Dronsfield v. McGarrity (In Re Dronsfield)

441 B.R. 242, 2010 WL 3703747
CourtUnited States Bankruptcy Court, M.D. Pennsylvania
DecidedSeptember 14, 2010
DocketBankruptcy No. 1:97-bk-00903MDF. Adversary No. 1:09-ap-00435
StatusPublished
Cited by1 cases

This text of 441 B.R. 242 (Dronsfield v. McGarrity (In Re Dronsfield)) is published on Counsel Stack Legal Research, covering United States Bankruptcy Court, M.D. Pennsylvania primary law. Counsel Stack provides free access to over 12 million legal documents including statutes, case law, regulations, and constitutions.

Bluebook
Dronsfield v. McGarrity (In Re Dronsfield), 441 B.R. 242, 2010 WL 3703747 (Pa. 2010).

Opinion

OPINION

MARY D. FRANCE, Chief Judge.

Before me are cross motions for summary judgment on the adversary complaint filed by Paul and Rosalyn Dronsfield (“Debtors”) against Thomas and Susan McGarrity (“McGarritys”) requesting a declaratory judgment that a lien held by the McGarritys prior to the filing of the Debtors’ Chapter 13 petition was avoided by the discharge granted in that case. For the reasons discussed below, I will grant summary judgment in favor of the McGarritys.
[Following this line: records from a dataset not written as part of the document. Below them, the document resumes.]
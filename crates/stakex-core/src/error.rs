use thiserror::Error;

use crate::types::{AccountName, Asset, Symbol, Timestamp};

/// Coarse classification of every failure an entry point can produce.
#[derive(Clone, Copy, Debug, PartialEq, Eq)]
pub enum ErrorKind {
    /// Missing or invalid required signature. Not retryable without the signer.
    Authorization,
    /// Malformed input. The caller must correct it and resubmit.
    Validation,
    /// Funds, matured shares or pool liquidity are short. Retryable later.
    InsufficientResource,
    /// A record the invariants guarantee is missing. Indicates a prior bug.
    StateInconsistency,
    /// The storage layer itself failed.
    Storage,
}

#[derive(Debug, Error)]
pub enum StakexError {
    // ── Authorization ────────────────────────────────────────────────────────
    #[error("missing authority of {0}")]
    MissingAuthority(AccountName),

    // ── Primitive validation ─────────────────────────────────────────────────
    #[error("invalid account name: {0}")]
    InvalidName(String),

    #[error("invalid symbol: {0}")]
    InvalidSymbol(String),

    #[error("invalid asset: {0}")]
    InvalidAsset(String),

    #[error("symbol mismatch: expected {expected}, got {got}")]
    SymbolMismatch { expected: Symbol, got: Symbol },

    #[error("asset amount out of range")]
    AmountOverflow,

    #[error("invalid amount: {0}")]
    InvalidAmount(&'static str),

    // ── System lifecycle ─────────────────────────────────────────────────────
    #[error("system has already been initialized")]
    AlreadyInitialized,

    #[error("system has not been initialized")]
    NotInitialized,

    #[error("chain time went backwards: last applied {last}, got {now}")]
    ClockWentBackwards { last: Timestamp, now: Timestamp },

    #[error("invalid revision: {0}")]
    InvalidRevision(String),

    #[error("chain is not activated: at least {min} must be staked and voting")]
    ChainNotActivated { min: i64 },

    #[error("action has no effect")]
    NoEffect,

    // ── Exchange ─────────────────────────────────────────────────────────────
    #[error("invalid conversion: {0}")]
    InvalidConversion(String),

    #[error("ram market: {0}")]
    InvalidRamOperation(&'static str),

    // ── Resource exchange pool ───────────────────────────────────────────────
    #[error("insufficient funds: need {need}, have {have}")]
    InsufficientFunds { need: Asset, have: Asset },

    #[error("must deposit to REX fund first")]
    FundNotFound(AccountName),

    #[error("account {0} has no REX balance")]
    RexBalanceNotFound(AccountName),

    #[error("insufficient matured REX: requested {requested}, matured {matured}")]
    InsufficientMaturedShares { requested: i64, matured: i64 },

    #[error("insufficient REX balance: requested {requested}, available {available}")]
    InsufficientShares { requested: i64, available: i64 },

    #[error("insufficient REX in savings: requested {requested}, saved {saved}")]
    InsufficientSavings { requested: i64, saved: i64 },

    #[error("sell proceeds are negligible")]
    NegligibleProceeds,

    #[error("lendable REX pool is empty")]
    PoolEmpty,

    #[error("REX system is not initialized")]
    RexNotInitialized,

    #[error("no sellrex order is scheduled for {0}")]
    OrderNotFound(AccountName),

    #[error("sellrex order has been filled and cannot be cancelled")]
    OrderAlreadyFilled,

    #[error("account has remaining REX balance, must sell first")]
    RemainingRexBalance,

    #[error("must vote for at least 21 producers or for a proxy before buying REX")]
    VotingRequirementNotMet,

    // ── Loans ────────────────────────────────────────────────────────────────
    #[error("rental unavailable: {0}")]
    RentalUnavailable(&'static str),

    #[error("{kind} loan {loan_num} not found")]
    LoanNotFound { kind: crate::types::ResourceKind, loan_num: u64 },

    #[error("user must be loan creator")]
    NotLoanOwner,

    #[error("loan has already expired")]
    LoanExpired,

    #[error("loan underfunded: balance after defund {remaining} is below the renewal payment {required}")]
    LoanUnderfunded { remaining: Asset, required: Asset },

    // ── Voting ───────────────────────────────────────────────────────────────
    #[error("user must stake before they can vote")]
    VoterNotFound(AccountName),

    #[error("cannot vote for producers and proxy at same time")]
    ProxyAndProducers,

    #[error("cannot proxy to self")]
    ProxyToSelf,

    #[error("attempt to vote for too many producers: max {max}, got {got}")]
    TooManyProducers { max: usize, got: usize },

    #[error("producer votes must be unique and sorted")]
    ProducersNotSorted,

    #[error("account registered as a proxy is not allowed to use a proxy")]
    ProxyCannotUseProxy,

    #[error("account that uses a proxy is not allowed to become a proxy")]
    ProxyUsesProxy,

    #[error("{0} is not registered as a proxy")]
    NotAProxy(AccountName),

    #[error("producer {0} is not registered")]
    ProducerNotRegistered(AccountName),

    #[error("producer {0} is not currently active")]
    ProducerNotActive(AccountName),

    #[error("producers cannot vote")]
    ProducersCannotVote,

    #[error("url too long: max {max} bytes")]
    UrlTooLong { max: usize },

    #[error("producer key must not be empty")]
    EmptyProducerKey,

    #[error("insufficient stake to register as producer: need more than {min}")]
    ProducerStakeTooLow { min: i64 },

    // ── Rewards ──────────────────────────────────────────────────────────────
    #[error("already claimed rewards within past day")]
    ClaimTooSoon,

    // ── Staking ──────────────────────────────────────────────────────────────
    #[error("delegated bandwidth record does not exist")]
    DelegationNotFound,

    #[error("insufficient staked {0} bandwidth")]
    InsufficientStake(&'static str),

    #[error("refund request not found")]
    RefundNotFound,

    #[error("refund is not available until {available_at}")]
    RefundNotDue { available_at: Timestamp },

    // ── Name auctions ────────────────────────────────────────────────────────
    #[error("invalid name bid: {0}")]
    InvalidNameBid(&'static str),

    #[error("this auction has already closed")]
    AuctionClosed,

    #[error("must increase bid by 10%")]
    BidTooLow,

    #[error("account is already highest bidder")]
    AlreadyHighestBidder,

    #[error("bid refund not found")]
    BidRefundNotFound,

    // ── External settlement ──────────────────────────────────────────────────
    #[error("settlement failed: {0}")]
    SettlementFailed(String),

    // ── State consistency ────────────────────────────────────────────────────
    #[error("state inconsistency: {0}")]
    StateInconsistency(String),

    // ── Serialization / storage ──────────────────────────────────────────────
    #[error("serialization error: {0}")]
    Serialization(String),

    #[error("storage error: {0}")]
    Storage(String),
}

impl StakexError {
    pub fn kind(&self) -> ErrorKind {
        use StakexError::*;
        match self {
            MissingAuthority(_) => ErrorKind::Authorization,

            InsufficientFunds { .. }
            | FundNotFound(_)
            | InsufficientMaturedShares { .. }
            | InsufficientShares { .. }
            | InsufficientSavings { .. }
            | NegligibleProceeds
            | PoolEmpty
            | RentalUnavailable(_)
            | LoanUnderfunded { .. }
            | ChainNotActivated { .. }
            | ClaimTooSoon
            | InsufficientStake(_)
            | RefundNotDue { .. }
            | ProducerStakeTooLow { .. }
            | SettlementFailed(_) => ErrorKind::InsufficientResource,

            StateInconsistency(_) => ErrorKind::StateInconsistency,

            Serialization(_) | Storage(_) => ErrorKind::Storage,

            _ => ErrorKind::Validation,
        }
    }

    pub fn missing(what: impl Into<String>) -> Self {
        StakexError::StateInconsistency(format!("{} not found", what.into()))
    }
}

#[cfg(test)]
mod tests {
    use super::*;

    #[test]
    fn kinds_follow_taxonomy() {
        let owner = AccountName::constant("alice");
        assert_eq!(StakexError::MissingAuthority(owner).kind(), ErrorKind::Authorization);
        assert_eq!(StakexError::ProducersNotSorted.kind(), ErrorKind::Validation);
        assert_eq!(
            StakexError::InsufficientMaturedShares { requested: 2, matured: 1 }.kind(),
            ErrorKind::InsufficientResource
        );
        assert_eq!(StakexError::missing("rex pool").kind(), ErrorKind::StateInconsistency);
        assert_eq!(StakexError::Storage("io".into()).kind(), ErrorKind::Storage);
        assert_eq!(StakexError::missing("rex pool").to_string(), "state inconsistency: rex pool not found");
    }
}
I. Procedural and Factual History

The McGarritys obtained a state court judgment in the amount of $40,000 against Debtors in May 1996. Under state law, the recording of the judgment created a lien against Debtors’ real estate. Debtors filed a Chapter 13 petition in March 1997 and provided the McGarritys with notice of the commencement of the bankruptcy case and the filing of their Chapter 13 Plan (the “Plan”). Their schedules listed a residence in Hershey, Pennsylvania valued at $121,000 with two mortgage liens totaling $96,300, three judgment liens totaling $72,000 and a municipal lien of $250. Debtors claimed an exemption in the real estate of $24,700, which was the available amount authorized under § 522(d)(1) after the accrued balances on the mortgage debt were deducted from the estimated fair market value of the property. 1 The first page of the Plan consisted of a “Plan Summary,” 2 which included the following statement:

Secured claims: Class G: Judgment Creditors: Judgements [sic] will be avoided; balance treated as unsecured.

*244 Aside from this provision, the Plan included no other reference to “Class G,” no information identifying the McGarritys as judgment creditors and no description of the collateral subject to the judgment lien. Defendant Thomas McGarrity attended the meeting of creditors and questioned Debtors. The McGarritys timely filed a proof of claim in the amount of $42,400 on July 21,1997, claiming secured status.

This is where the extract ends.